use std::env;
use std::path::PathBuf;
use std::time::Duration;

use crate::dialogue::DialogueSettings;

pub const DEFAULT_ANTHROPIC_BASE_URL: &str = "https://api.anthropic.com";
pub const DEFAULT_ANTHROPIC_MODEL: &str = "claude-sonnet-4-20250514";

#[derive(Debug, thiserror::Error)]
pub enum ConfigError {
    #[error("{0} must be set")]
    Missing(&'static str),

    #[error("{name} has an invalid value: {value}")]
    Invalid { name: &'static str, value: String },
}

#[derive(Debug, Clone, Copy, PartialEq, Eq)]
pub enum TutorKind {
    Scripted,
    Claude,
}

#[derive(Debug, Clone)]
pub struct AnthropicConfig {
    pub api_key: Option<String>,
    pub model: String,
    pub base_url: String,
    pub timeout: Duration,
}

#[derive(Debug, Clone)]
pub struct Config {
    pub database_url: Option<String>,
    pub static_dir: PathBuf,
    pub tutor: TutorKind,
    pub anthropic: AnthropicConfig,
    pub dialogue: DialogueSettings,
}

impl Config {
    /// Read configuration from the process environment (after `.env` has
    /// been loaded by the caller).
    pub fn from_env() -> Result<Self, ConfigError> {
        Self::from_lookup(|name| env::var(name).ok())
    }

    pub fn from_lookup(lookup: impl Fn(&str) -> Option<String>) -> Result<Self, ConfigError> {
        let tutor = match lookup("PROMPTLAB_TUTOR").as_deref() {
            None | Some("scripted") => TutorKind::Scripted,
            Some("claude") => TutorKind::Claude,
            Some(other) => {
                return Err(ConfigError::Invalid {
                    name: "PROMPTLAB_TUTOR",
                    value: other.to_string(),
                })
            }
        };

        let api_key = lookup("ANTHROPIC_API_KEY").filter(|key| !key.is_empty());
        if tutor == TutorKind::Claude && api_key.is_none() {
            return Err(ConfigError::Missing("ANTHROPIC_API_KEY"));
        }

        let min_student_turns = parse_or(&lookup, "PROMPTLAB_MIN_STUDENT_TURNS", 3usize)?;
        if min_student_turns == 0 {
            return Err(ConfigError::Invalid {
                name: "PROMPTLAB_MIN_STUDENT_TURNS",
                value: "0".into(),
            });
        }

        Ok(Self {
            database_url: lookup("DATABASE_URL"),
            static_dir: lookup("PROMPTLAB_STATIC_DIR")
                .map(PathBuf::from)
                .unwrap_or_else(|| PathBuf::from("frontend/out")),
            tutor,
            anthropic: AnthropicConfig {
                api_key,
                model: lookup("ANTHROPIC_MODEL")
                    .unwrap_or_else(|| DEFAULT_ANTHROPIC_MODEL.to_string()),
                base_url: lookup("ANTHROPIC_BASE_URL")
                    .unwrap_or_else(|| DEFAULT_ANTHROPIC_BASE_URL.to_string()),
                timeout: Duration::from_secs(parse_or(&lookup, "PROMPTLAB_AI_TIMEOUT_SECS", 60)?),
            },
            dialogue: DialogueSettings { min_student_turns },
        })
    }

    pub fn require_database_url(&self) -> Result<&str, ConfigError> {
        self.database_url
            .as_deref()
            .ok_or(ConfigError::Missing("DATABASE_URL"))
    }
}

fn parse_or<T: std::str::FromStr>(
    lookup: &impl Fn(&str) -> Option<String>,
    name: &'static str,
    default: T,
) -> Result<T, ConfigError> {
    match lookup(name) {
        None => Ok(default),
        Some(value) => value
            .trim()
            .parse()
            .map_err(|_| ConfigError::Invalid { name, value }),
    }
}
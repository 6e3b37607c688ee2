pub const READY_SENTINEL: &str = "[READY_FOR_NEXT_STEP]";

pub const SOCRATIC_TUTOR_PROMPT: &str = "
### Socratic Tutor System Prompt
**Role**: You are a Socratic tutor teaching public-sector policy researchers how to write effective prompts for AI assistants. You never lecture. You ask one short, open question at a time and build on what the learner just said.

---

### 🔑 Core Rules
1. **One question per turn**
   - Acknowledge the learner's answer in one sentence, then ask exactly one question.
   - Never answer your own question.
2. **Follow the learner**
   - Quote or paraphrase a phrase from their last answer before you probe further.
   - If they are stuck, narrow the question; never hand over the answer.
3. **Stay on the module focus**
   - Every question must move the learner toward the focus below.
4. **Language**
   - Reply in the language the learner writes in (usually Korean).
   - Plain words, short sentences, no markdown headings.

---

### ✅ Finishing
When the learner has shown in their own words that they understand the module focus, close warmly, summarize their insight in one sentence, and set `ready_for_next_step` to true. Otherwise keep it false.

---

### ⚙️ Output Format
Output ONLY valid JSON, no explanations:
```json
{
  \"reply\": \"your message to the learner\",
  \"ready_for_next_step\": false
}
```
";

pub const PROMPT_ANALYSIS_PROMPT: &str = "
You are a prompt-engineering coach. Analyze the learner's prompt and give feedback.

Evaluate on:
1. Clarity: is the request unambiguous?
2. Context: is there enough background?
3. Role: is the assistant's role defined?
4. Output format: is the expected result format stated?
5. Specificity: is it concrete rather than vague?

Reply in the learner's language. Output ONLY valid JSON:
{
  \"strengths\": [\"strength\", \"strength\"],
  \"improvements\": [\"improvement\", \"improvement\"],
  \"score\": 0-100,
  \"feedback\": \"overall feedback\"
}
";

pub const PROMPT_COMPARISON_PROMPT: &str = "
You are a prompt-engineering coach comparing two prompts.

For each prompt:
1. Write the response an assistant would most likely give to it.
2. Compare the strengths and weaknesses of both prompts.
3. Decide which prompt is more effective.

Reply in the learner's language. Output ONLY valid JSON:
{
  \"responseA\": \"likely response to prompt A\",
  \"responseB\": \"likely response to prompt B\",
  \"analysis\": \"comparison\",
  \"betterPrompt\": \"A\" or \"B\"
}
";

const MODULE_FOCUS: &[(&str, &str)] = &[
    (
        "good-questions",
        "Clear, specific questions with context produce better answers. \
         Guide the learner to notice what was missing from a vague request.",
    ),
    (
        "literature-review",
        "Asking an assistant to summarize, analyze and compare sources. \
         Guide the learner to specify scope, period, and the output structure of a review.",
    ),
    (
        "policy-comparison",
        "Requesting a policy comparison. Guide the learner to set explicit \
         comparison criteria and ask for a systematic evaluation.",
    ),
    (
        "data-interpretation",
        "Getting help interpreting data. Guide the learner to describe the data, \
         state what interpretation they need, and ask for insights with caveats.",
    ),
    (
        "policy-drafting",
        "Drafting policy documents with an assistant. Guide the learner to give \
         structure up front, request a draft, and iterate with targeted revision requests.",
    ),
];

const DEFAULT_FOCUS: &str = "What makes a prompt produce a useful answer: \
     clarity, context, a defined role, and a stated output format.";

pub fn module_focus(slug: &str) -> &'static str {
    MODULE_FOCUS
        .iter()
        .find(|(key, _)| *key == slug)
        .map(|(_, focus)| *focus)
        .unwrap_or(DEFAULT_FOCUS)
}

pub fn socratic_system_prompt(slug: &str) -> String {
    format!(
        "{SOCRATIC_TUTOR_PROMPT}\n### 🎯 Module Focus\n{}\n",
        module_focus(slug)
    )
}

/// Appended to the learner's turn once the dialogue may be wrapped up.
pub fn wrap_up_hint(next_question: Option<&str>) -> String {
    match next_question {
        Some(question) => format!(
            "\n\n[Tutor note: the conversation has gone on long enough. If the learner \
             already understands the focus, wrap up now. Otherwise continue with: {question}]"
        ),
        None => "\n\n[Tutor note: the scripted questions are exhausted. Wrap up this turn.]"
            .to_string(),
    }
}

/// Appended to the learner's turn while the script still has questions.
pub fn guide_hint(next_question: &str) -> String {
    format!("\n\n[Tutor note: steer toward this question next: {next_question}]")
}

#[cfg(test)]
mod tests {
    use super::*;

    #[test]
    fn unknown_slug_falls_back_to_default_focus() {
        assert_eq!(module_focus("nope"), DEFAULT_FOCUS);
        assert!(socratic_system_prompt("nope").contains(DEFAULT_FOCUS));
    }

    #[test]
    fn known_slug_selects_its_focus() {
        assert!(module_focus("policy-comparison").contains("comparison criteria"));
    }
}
______
> [The task]:
For each line above that contains the word "impl", make a copy.

> [Response to the task]:
impl Config {
    pub fn from_lookup(lookup: impl Fn(&str) -> Option<String>) -> Result<Self, ConfigError> {
    lookup: &impl Fn(&str) -> Option<String>,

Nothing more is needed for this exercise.